Transmission Control Protocol (TCP)
TCP The most common transport layer protocol used on Ethernet and the
TCP is the connection-oriented protocol built on top of Internet
Protocol (IP) and is nearly always seen in the combination TCP/IP (TCP
over IP). It adds reliable communication and flow-control and provides
full-duplex, process-to-process connections.
User Datagram Protocol (UDP)
The User Datagram Protocol (UDP) is a TCP/IP standard defined in RFC
768. UDP is used by some programs instead of TCP for fast,
lightweight, unreliable transportation of data between TCP/IP hosts.

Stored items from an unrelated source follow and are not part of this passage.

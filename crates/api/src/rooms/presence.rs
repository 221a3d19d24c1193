//! Per-room presence registry.
//!
//! Shared mutable state across all connections in the process. Both maps
//! live under one `RwLock`; every mutation takes the write lock and holds
//! it across the whole dedup-and-insert step with no await points, which is
//! the exclusion mechanism that keeps two near-simultaneous joins from the
//! same identity from both surviving.
//!
//! All operations are no-ops (not errors) against an unknown room or
//! connection: callers act on a possibly-stale view of a live system.

use std::collections::{HashMap, HashSet};

use tokio::sync::RwLock;

use easel_core::identity::{Identity, PresenceEntry, PresenceKey};
use easel_core::types::{ConnectionId, RoomId};

struct Member {
    key: PresenceKey,
    entry: PresenceEntry,
}

#[derive(Default)]
struct Inner {
    /// room -> connection -> roster entry.
    rooms: HashMap<RoomId, HashMap<ConnectionId, Member>>,
    /// connection -> rooms it joined; drives disconnect cleanup.
    memberships: HashMap<ConnectionId, HashSet<RoomId>>,
}

impl Inner {
    fn drop_membership(&mut self, connection_id: ConnectionId, room_id: &str) {
        let emptied = match self.memberships.get_mut(&connection_id) {
            Some(rooms) => {
                rooms.remove(room_id);
                rooms.is_empty()
            }
            None => false,
        };
        if emptied {
            self.memberships.remove(&connection_id);
        }
    }

    fn leave_locked(
        &mut self,
        room_id: &str,
        connection_id: ConnectionId,
    ) -> Option<Vec<PresenceEntry>> {
        let members = self.rooms.get_mut(room_id)?;
        members.remove(&connection_id)?;
        let roster: Vec<PresenceEntry> = members.values().map(|m| m.entry.clone()).collect();
        // Garbage-collect empty rooms. The persisted canvas session is a
        // separate record and survives.
        if members.is_empty() {
            self.rooms.remove(room_id);
        }
        self.drop_membership(connection_id, room_id);
        Some(roster)
    }
}

/// Tracks which connections are present in which rooms, at most one entry
/// per user identity per room.
pub struct PresenceRegistry {
    inner: RwLock<Inner>,
}

impl PresenceRegistry {
    pub fn new() -> Self {
        Self {
            inner: RwLock::new(Inner::default()),
        }
    }

    /// Add a connection to a room, evicting any stale entry held by the
    /// same identity under a different connection (reconnect, duplicated
    /// tab). Returns the full updated roster for broadcast.
    ///
    /// Anonymous identities key by connection id, so they are never
    /// deduplicated.
    pub async fn join(
        &self,
        room_id: &str,
        connection_id: ConnectionId,
        identity: &Identity,
    ) -> Vec<PresenceEntry> {
        let mut inner = self.inner.write().await;
        let key = identity.presence_key(connection_id);

        let members = inner.rooms.entry(room_id.to_string()).or_default();
        let stale: Vec<ConnectionId> = members
            .iter()
            .filter(|(cid, member)| member.key == key && **cid != connection_id)
            .map(|(cid, _)| *cid)
            .collect();
        for cid in &stale {
            tracing::debug!(conn_id = %cid, room_id, "Evicting stale presence entry");
            members.remove(cid);
        }
        members.insert(
            connection_id,
            Member {
                key,
                entry: PresenceEntry::new(connection_id, identity),
            },
        );
        let roster: Vec<PresenceEntry> = members.values().map(|m| m.entry.clone()).collect();

        for cid in stale {
            inner.drop_membership(cid, room_id);
        }
        inner
            .memberships
            .entry(connection_id)
            .or_default()
            .insert(room_id.to_string());

        roster
    }

    /// Update a member's cursor in place, returning the updated entry.
    /// `None` if the connection has no entry (race with join) -- the caller
    /// skips its broadcast.
    pub async fn update_cursor(
        &self,
        room_id: &str,
        connection_id: ConnectionId,
        x: f64,
        y: f64,
    ) -> Option<PresenceEntry> {
        let mut inner = self.inner.write().await;
        let member = inner.rooms.get_mut(room_id)?.get_mut(&connection_id)?;
        member.entry.x = x;
        member.entry.y = y;
        Some(member.entry.clone())
    }

    /// Toggle a member's isDrawing flag, returning the updated entry.
    pub async fn set_drawing(
        &self,
        room_id: &str,
        connection_id: ConnectionId,
        is_drawing: bool,
    ) -> Option<PresenceEntry> {
        let mut inner = self.inner.write().await;
        let member = inner.rooms.get_mut(room_id)?.get_mut(&connection_id)?;
        member.entry.is_drawing = is_drawing;
        Some(member.entry.clone())
    }

    /// Remove a connection from one room. Returns the remaining roster, or
    /// `None` if the connection was not present.
    pub async fn leave(
        &self,
        room_id: &str,
        connection_id: ConnectionId,
    ) -> Option<Vec<PresenceEntry>> {
        let mut inner = self.inner.write().await;
        inner.leave_locked(room_id, connection_id)
    }

    /// Remove a connection from every room it joined. Returns the remaining
    /// roster per affected room so the caller can broadcast each exactly
    /// once.
    pub async fn remove_connection(
        &self,
        connection_id: ConnectionId,
    ) -> Vec<(RoomId, Vec<PresenceEntry>)> {
        let mut inner = self.inner.write().await;
        let rooms: Vec<RoomId> = inner
            .memberships
            .remove(&connection_id)
            .map(|set| set.into_iter().collect())
            .unwrap_or_default();

        let mut departed = Vec::with_capacity(rooms.len());
        for room_id in rooms {
            if let Some(roster) = inner.leave_locked(&room_id, connection_id) {
                departed.push((room_id, roster));
            }
        }
        departed
    }

    /// Connection ids currently subscribed to a room -- the broadcast
    /// router's addressing scheme.
    pub async fn members(&self, room_id: &str) -> Vec<ConnectionId> {
        let inner = self.inner.read().await;
        inner
            .rooms
            .get(room_id)
            .map(|members| members.keys().copied().collect())
            .unwrap_or_default()
    }

    /// Display name of one room member, for the video broker's roster
    /// replies.
    pub async fn display_name(&self, room_id: &str, connection_id: ConnectionId) -> Option<String> {
        let inner = self.inner.read().await;
        inner
            .rooms
            .get(room_id)?
            .get(&connection_id)
            .map(|m| m.entry.name.clone())
    }
}

impl Default for PresenceRegistry {
    fn default() -> Self {
        Self::new()
    }
}

#[cfg(test)]
mod tests {
    use super::*;

    fn user(id: i64, name: &str) -> Identity {
        Identity::User {
            id,
            name: name.into(),
        }
    }

    #[tokio::test]
    async fn test_rejoin_evicts_stale_entry_for_same_user() {
        let registry = PresenceRegistry::new();
        let old_conn = ConnectionId::new_v4();
        let new_conn = ConnectionId::new_v4();
        let ada = user(1, "ada");

        registry.join("r1", old_conn, &ada).await;
        let roster = registry.join("r1", new_conn, &ada).await;

        assert_eq!(roster.len(), 1, "one entry per user identity");
        assert_eq!(roster[0].connection_id, new_conn);
        assert_eq!(registry.members("r1").await, vec![new_conn]);
    }

    #[tokio::test]
    async fn test_anonymous_connections_are_not_deduplicated() {
        let registry = PresenceRegistry::new();
        let a = ConnectionId::new_v4();
        let b = ConnectionId::new_v4();

        registry.join("r1", a, &Identity::Anonymous).await;
        let roster = registry.join("r1", b, &Identity::Anonymous).await;

        assert_eq!(roster.len(), 2, "anonymous users key by connection id");
    }

    #[tokio::test]
    async fn test_same_user_in_two_rooms_keeps_both_entries() {
        let registry = PresenceRegistry::new();
        let conn = ConnectionId::new_v4();
        let ada = user(1, "ada");

        registry.join("r1", conn, &ada).await;
        registry.join("r2", conn, &ada).await;

        assert_eq!(registry.members("r1").await.len(), 1);
        assert_eq!(registry.members("r2").await.len(), 1);
    }

    #[tokio::test]
    async fn test_cursor_update_on_unknown_connection_is_a_noop() {
        let registry = PresenceRegistry::new();
        let result = registry
            .update_cursor("nowhere", ConnectionId::new_v4(), 1.0, 2.0)
            .await;
        assert!(result.is_none());
    }

    #[tokio::test]
    async fn test_cursor_and_drawing_flag_update_in_place() {
        let registry = PresenceRegistry::new();
        let conn = ConnectionId::new_v4();
        registry.join("r1", conn, &user(1, "ada")).await;

        let entry = registry.update_cursor("r1", conn, 120.0, 45.5).await.unwrap();
        assert_eq!((entry.x, entry.y), (120.0, 45.5));

        let entry = registry.set_drawing("r1", conn, true).await.unwrap();
        assert!(entry.is_drawing);
    }

    #[tokio::test]
    async fn test_last_leave_garbage_collects_the_room() {
        let registry = PresenceRegistry::new();
        let conn = ConnectionId::new_v4();
        registry.join("r1", conn, &user(1, "ada")).await;

        let remaining = registry.leave("r1", conn).await.unwrap();
        assert!(remaining.is_empty());
        // A second leave finds nothing: the room record is gone.
        assert!(registry.leave("r1", conn).await.is_none());
        assert!(registry.members("r1").await.is_empty());
    }

    #[tokio::test]
    async fn test_remove_connection_reports_every_joined_room() {
        let registry = PresenceRegistry::new();
        let conn = ConnectionId::new_v4();
        let other = ConnectionId::new_v4();
        registry.join("r1", conn, &user(1, "ada")).await;
        registry.join("r2", conn, &user(1, "ada")).await;
        registry.join("r1", other, &user(2, "grace")).await;

        let mut departed = registry.remove_connection(conn).await;
        departed.sort_by(|a, b| a.0.cmp(&b.0));

        assert_eq!(departed.len(), 2);
        assert_eq!(departed[0].0, "r1");
        assert_eq!(departed[0].1.len(), 1, "grace remains in r1");
        assert_eq!(departed[1].0, "r2");
        assert!(departed[1].1.is_empty());

        // Cleanup ran once; there is nothing left to remove.
        assert!(registry.remove_connection(conn).await.is_empty());
    }

    #[tokio::test]
    async fn test_evicted_connection_no_longer_reports_the_room() {
        let registry = PresenceRegistry::new();
        let old_conn = ConnectionId::new_v4();
        let new_conn = ConnectionId::new_v4();
        let ada = user(1, "ada");

        registry.join("r1", old_conn, &ada).await;
        registry.join("r1", new_conn, &ada).await;

        // The evicted connection's later disconnect must not disturb the
        // room again.
        assert!(registry.remove_connection(old_conn).await.is_empty());
        assert_eq!(registry.members("r1").await, vec![new_conn]);
    }
}
//! Room presence: the live roster of who is viewing/editing each room.

mod presence;

pub use presence::PresenceRegistry;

UDP provides a connectionless datagram service that offers best-effort
delivery, which means that UDP does not guarantee delivery or verify
sequencing for any datagrams. A source host that needs reliable
communication must use either TCP or a program that provides its own
sequencing and acknowledgment services.
In general, differences in how UDP and TCP deliver data are similar to
the differences between a telephone call and a postcard. TCP works like
a telephone call by verifying that the destination is available and
ready to communicate. UDP works like a postcard—messages are small and
delivery is likely, but not always assured.
UDP is typically used by programs that transmit small amounts of data at
one time or have real-time requirements. In these situations, the low
overhead and multicasting capabilities of UDP (for example, one
datagram, many recipients) are better suited than TCP.